■ **INFORMATION SUPPLIED**:
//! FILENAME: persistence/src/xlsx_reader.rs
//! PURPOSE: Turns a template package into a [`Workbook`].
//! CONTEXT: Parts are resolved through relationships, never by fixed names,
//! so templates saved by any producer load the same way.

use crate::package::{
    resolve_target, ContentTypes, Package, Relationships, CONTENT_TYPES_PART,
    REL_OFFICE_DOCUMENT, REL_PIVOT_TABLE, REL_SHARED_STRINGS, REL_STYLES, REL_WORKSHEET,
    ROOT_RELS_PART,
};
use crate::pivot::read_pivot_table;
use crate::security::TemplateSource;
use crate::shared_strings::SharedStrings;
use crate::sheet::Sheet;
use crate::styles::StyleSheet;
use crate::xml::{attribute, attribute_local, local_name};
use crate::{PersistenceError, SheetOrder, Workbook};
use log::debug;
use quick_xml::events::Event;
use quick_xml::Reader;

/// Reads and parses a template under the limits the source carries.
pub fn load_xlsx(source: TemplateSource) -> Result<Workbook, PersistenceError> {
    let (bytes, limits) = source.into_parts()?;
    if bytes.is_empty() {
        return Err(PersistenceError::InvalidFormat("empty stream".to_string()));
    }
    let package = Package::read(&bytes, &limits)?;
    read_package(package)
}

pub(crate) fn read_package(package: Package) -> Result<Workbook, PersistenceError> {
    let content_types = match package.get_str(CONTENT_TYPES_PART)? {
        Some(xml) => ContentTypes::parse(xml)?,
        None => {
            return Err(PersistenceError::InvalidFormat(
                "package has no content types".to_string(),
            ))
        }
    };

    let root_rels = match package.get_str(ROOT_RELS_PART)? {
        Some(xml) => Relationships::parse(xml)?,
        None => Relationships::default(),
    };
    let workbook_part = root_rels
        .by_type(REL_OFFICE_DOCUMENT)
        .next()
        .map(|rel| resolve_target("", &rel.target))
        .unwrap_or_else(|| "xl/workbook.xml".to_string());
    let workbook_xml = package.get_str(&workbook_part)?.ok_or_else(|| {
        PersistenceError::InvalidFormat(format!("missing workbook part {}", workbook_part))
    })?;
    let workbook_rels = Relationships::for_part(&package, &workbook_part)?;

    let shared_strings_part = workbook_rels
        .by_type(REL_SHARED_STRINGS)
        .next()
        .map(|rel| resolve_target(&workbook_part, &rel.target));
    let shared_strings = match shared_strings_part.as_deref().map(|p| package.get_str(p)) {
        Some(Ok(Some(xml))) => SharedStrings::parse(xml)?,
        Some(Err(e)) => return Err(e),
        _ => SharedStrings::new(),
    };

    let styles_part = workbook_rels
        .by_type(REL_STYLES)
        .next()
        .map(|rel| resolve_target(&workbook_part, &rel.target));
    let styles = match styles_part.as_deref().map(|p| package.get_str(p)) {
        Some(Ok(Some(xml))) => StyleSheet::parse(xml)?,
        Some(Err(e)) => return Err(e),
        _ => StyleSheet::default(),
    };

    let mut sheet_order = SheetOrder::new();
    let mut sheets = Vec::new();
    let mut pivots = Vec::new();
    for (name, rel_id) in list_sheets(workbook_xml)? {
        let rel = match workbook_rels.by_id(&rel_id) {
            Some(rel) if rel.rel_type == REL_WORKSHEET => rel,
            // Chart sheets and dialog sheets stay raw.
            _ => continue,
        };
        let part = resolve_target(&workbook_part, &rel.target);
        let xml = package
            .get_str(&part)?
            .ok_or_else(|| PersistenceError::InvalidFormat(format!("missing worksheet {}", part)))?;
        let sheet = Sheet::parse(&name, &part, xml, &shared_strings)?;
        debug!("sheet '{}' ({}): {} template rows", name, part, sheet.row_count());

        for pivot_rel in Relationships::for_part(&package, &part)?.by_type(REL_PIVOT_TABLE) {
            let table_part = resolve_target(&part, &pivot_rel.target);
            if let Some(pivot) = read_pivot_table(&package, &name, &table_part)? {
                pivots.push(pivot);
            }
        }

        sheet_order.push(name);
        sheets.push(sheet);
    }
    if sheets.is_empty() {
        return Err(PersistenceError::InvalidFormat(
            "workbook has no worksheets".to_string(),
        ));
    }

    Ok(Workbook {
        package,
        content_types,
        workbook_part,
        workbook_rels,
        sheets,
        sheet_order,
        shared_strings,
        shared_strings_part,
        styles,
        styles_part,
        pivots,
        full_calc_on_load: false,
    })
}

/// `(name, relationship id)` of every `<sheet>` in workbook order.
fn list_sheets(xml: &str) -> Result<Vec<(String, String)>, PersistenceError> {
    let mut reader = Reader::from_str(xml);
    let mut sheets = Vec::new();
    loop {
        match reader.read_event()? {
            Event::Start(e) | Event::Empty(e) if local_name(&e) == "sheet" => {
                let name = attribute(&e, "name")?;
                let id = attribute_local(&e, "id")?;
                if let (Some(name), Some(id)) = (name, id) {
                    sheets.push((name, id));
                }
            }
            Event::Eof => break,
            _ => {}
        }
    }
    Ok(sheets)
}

--

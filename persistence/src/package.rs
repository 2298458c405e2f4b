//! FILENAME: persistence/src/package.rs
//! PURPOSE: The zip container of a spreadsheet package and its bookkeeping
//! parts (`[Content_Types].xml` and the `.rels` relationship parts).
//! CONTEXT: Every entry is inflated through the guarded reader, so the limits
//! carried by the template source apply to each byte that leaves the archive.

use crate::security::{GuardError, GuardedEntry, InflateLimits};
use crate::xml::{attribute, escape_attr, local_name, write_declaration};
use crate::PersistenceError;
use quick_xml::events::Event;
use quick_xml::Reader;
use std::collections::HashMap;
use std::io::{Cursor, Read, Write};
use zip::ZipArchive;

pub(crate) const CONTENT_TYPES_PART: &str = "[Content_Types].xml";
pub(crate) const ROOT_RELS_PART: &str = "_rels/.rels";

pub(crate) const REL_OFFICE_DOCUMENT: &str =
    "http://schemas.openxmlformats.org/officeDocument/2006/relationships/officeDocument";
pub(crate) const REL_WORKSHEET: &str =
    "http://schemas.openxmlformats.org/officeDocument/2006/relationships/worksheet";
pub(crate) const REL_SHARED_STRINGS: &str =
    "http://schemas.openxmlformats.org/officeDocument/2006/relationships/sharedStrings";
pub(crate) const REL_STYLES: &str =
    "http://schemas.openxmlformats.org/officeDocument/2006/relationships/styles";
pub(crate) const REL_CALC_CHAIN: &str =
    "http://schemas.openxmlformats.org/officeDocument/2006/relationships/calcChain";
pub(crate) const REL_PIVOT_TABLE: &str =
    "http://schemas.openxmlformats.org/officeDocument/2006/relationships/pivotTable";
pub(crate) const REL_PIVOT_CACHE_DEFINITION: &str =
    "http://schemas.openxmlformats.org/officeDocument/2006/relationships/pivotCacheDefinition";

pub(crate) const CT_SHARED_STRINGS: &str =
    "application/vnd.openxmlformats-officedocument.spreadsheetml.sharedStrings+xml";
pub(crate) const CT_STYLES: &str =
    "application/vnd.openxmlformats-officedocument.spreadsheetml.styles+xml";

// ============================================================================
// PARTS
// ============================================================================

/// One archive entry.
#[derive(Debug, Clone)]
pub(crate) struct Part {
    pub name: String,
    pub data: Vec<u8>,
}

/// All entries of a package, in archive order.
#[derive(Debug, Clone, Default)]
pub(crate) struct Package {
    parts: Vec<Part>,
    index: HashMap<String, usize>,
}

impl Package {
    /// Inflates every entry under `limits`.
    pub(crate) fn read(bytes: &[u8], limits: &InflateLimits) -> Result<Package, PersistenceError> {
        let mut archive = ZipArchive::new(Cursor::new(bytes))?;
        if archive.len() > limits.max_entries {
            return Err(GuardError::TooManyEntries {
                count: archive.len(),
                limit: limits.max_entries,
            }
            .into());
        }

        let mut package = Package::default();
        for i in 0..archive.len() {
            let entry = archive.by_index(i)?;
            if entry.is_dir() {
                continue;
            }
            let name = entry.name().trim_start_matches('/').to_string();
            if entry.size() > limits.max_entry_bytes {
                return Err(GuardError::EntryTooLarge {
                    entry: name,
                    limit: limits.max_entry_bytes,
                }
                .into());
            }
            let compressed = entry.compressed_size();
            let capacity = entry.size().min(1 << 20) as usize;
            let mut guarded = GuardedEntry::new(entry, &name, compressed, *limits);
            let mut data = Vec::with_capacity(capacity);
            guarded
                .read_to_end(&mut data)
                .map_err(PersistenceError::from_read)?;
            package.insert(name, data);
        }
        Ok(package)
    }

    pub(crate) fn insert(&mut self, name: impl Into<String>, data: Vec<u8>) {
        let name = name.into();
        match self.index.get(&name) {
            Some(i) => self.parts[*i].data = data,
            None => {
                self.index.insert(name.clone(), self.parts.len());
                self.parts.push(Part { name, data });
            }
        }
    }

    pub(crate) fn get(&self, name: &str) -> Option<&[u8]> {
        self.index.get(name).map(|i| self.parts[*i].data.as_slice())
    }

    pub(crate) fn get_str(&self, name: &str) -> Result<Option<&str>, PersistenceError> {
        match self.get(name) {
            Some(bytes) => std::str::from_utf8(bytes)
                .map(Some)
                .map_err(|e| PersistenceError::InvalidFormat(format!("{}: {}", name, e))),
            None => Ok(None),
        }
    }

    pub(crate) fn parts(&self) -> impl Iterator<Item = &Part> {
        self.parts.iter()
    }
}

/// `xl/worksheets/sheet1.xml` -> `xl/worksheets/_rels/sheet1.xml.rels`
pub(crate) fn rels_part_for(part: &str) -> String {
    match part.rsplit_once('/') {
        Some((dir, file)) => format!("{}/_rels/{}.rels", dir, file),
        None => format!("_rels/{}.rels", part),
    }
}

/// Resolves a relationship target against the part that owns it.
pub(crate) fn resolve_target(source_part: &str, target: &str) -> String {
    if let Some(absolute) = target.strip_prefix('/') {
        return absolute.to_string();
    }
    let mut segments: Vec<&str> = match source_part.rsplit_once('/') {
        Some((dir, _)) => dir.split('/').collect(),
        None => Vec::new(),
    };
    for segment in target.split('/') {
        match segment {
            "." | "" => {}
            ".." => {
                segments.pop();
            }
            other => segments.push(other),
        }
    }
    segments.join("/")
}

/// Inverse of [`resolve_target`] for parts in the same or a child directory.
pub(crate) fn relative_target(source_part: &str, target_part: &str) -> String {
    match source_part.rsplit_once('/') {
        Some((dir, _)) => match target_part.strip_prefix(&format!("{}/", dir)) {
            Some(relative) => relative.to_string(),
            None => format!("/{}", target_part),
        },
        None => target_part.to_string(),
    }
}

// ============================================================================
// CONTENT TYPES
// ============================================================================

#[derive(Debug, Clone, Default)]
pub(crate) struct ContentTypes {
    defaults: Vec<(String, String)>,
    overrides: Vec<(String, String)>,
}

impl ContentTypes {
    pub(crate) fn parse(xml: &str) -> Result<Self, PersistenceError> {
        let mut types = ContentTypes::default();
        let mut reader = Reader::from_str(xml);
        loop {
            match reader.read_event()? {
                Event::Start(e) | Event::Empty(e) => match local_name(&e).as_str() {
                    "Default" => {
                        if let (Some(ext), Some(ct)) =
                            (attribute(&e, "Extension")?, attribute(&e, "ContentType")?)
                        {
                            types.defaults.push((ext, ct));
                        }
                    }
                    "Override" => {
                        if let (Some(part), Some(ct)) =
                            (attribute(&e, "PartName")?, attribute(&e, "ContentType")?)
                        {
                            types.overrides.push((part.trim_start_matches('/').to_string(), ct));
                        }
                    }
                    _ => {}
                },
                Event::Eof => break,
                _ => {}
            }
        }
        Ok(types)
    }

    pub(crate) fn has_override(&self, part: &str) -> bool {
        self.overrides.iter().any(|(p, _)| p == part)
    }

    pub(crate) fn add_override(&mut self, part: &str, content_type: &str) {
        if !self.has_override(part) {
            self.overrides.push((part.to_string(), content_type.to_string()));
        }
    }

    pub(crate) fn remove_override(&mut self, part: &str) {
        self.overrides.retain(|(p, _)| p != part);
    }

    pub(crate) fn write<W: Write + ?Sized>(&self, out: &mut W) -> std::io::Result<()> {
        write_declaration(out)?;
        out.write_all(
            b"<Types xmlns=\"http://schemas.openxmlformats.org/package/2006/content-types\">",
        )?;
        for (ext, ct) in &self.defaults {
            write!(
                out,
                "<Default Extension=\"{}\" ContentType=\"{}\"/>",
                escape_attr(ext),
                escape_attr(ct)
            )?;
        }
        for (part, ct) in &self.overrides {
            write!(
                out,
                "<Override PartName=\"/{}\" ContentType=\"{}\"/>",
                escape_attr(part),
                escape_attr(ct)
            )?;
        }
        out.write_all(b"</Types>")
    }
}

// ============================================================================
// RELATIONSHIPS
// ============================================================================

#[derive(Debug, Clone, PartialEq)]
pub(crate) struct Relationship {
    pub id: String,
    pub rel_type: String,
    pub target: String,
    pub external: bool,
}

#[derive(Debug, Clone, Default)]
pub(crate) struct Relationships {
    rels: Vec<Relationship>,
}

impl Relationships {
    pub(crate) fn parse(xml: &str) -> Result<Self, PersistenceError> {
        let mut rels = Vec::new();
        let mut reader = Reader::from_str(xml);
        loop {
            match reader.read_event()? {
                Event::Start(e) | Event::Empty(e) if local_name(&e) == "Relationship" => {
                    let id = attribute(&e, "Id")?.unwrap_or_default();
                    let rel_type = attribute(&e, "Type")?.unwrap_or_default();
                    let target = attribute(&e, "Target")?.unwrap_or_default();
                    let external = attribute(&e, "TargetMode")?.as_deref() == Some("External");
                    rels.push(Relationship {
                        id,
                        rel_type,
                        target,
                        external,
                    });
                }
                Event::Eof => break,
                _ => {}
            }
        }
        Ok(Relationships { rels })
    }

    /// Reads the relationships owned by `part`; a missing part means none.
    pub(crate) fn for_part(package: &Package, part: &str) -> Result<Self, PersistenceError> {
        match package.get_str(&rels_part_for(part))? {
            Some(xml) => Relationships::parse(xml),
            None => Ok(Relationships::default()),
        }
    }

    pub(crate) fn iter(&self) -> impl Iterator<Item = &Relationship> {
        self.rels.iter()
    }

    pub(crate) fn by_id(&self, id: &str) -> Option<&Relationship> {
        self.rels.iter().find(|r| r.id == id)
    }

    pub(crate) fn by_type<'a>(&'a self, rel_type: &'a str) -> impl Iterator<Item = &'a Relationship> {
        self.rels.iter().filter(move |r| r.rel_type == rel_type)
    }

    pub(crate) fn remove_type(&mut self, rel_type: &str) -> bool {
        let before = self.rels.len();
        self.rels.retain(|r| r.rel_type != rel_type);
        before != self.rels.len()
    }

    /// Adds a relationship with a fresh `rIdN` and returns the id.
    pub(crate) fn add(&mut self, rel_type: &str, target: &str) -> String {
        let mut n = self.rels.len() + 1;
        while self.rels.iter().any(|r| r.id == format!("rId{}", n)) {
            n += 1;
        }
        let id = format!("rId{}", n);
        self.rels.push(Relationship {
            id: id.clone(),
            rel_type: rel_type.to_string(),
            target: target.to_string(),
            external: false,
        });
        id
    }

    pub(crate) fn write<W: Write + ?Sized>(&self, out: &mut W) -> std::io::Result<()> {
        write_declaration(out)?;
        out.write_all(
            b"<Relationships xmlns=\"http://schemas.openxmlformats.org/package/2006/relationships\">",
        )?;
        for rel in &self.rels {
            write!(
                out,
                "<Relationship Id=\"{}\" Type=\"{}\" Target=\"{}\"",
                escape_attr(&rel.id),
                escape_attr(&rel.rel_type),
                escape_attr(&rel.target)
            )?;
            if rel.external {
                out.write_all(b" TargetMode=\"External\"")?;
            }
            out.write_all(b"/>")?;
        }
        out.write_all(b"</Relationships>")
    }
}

--

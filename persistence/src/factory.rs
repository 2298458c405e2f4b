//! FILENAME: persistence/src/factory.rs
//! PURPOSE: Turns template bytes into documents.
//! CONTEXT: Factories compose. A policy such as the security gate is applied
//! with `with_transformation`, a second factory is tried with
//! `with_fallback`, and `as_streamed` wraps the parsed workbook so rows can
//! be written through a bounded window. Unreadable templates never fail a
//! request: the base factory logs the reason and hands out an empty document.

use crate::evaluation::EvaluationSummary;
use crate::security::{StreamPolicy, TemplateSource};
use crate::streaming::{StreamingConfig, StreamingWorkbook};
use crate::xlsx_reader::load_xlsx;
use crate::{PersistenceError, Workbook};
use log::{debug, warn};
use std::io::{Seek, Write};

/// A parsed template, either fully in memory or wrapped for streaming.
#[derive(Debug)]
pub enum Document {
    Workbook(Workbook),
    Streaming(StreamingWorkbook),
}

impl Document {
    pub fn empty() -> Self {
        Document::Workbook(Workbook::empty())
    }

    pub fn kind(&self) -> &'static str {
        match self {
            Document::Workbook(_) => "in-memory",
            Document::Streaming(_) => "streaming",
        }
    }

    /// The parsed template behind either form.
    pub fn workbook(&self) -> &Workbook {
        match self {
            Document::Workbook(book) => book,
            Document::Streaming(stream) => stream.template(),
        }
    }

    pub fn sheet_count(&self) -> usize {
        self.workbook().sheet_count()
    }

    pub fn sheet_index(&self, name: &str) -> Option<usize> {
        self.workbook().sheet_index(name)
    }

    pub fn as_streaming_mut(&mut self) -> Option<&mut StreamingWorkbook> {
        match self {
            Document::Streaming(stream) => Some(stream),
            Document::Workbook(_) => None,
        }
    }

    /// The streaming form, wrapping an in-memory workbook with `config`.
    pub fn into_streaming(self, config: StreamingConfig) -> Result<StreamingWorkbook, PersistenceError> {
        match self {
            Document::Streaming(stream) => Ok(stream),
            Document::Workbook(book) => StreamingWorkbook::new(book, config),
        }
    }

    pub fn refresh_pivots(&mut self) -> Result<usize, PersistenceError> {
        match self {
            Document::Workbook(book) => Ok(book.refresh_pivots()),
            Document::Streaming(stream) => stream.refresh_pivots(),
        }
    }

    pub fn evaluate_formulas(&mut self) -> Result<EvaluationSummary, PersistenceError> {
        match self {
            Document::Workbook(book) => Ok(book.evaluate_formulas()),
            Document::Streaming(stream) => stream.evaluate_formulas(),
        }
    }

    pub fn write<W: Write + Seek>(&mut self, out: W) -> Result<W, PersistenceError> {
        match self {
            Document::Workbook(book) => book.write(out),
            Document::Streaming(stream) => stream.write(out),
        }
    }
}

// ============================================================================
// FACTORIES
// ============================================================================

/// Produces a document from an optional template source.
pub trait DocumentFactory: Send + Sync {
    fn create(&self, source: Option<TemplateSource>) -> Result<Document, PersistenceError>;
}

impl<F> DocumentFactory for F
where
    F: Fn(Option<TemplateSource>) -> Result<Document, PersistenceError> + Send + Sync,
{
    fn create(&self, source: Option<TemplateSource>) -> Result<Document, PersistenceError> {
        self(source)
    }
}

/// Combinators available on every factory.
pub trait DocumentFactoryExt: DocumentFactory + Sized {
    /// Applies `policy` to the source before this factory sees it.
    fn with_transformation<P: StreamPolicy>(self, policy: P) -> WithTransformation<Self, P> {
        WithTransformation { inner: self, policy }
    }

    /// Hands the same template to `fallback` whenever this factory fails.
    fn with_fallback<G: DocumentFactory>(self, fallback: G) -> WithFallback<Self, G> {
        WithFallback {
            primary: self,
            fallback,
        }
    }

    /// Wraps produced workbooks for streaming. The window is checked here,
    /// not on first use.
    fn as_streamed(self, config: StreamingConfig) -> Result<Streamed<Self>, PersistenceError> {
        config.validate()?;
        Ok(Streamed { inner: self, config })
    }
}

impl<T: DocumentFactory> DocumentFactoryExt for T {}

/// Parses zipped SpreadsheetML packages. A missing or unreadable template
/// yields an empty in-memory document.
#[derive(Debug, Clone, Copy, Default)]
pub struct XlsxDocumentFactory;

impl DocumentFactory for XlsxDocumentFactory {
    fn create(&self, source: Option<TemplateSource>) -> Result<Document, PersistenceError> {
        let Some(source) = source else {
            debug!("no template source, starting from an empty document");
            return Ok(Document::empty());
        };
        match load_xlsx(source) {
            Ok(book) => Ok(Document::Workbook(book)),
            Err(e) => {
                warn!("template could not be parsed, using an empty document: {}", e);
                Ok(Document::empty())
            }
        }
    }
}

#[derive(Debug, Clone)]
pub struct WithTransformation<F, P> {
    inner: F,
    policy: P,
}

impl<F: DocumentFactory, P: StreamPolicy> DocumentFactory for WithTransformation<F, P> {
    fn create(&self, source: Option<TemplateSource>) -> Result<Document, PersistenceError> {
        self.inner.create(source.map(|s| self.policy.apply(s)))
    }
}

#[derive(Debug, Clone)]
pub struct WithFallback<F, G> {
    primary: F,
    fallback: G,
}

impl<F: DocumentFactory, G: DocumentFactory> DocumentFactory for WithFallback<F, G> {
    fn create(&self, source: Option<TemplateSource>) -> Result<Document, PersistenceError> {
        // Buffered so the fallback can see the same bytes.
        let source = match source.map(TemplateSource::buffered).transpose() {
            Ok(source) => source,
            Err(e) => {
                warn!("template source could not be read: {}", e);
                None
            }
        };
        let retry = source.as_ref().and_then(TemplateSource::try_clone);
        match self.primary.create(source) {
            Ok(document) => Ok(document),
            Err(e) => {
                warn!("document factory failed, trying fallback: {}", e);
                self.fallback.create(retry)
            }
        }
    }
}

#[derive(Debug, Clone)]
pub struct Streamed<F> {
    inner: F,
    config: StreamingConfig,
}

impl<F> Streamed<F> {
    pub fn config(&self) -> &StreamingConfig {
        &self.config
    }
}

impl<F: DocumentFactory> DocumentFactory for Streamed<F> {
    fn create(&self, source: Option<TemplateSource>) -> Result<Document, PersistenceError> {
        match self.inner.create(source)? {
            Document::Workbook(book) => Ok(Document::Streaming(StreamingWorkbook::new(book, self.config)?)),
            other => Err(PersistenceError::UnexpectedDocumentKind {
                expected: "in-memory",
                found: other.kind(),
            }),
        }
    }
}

■ **REQUIREMENT**: Which lines of the data contain "StyleSheet"? Copy them all.

■ **OUTPUT OF THE TASK**:
use crate::styles::StyleSheet;
        Some(Ok(Some(xml))) => StyleSheet::parse(xml)?,
        _ => StyleSheet::default(),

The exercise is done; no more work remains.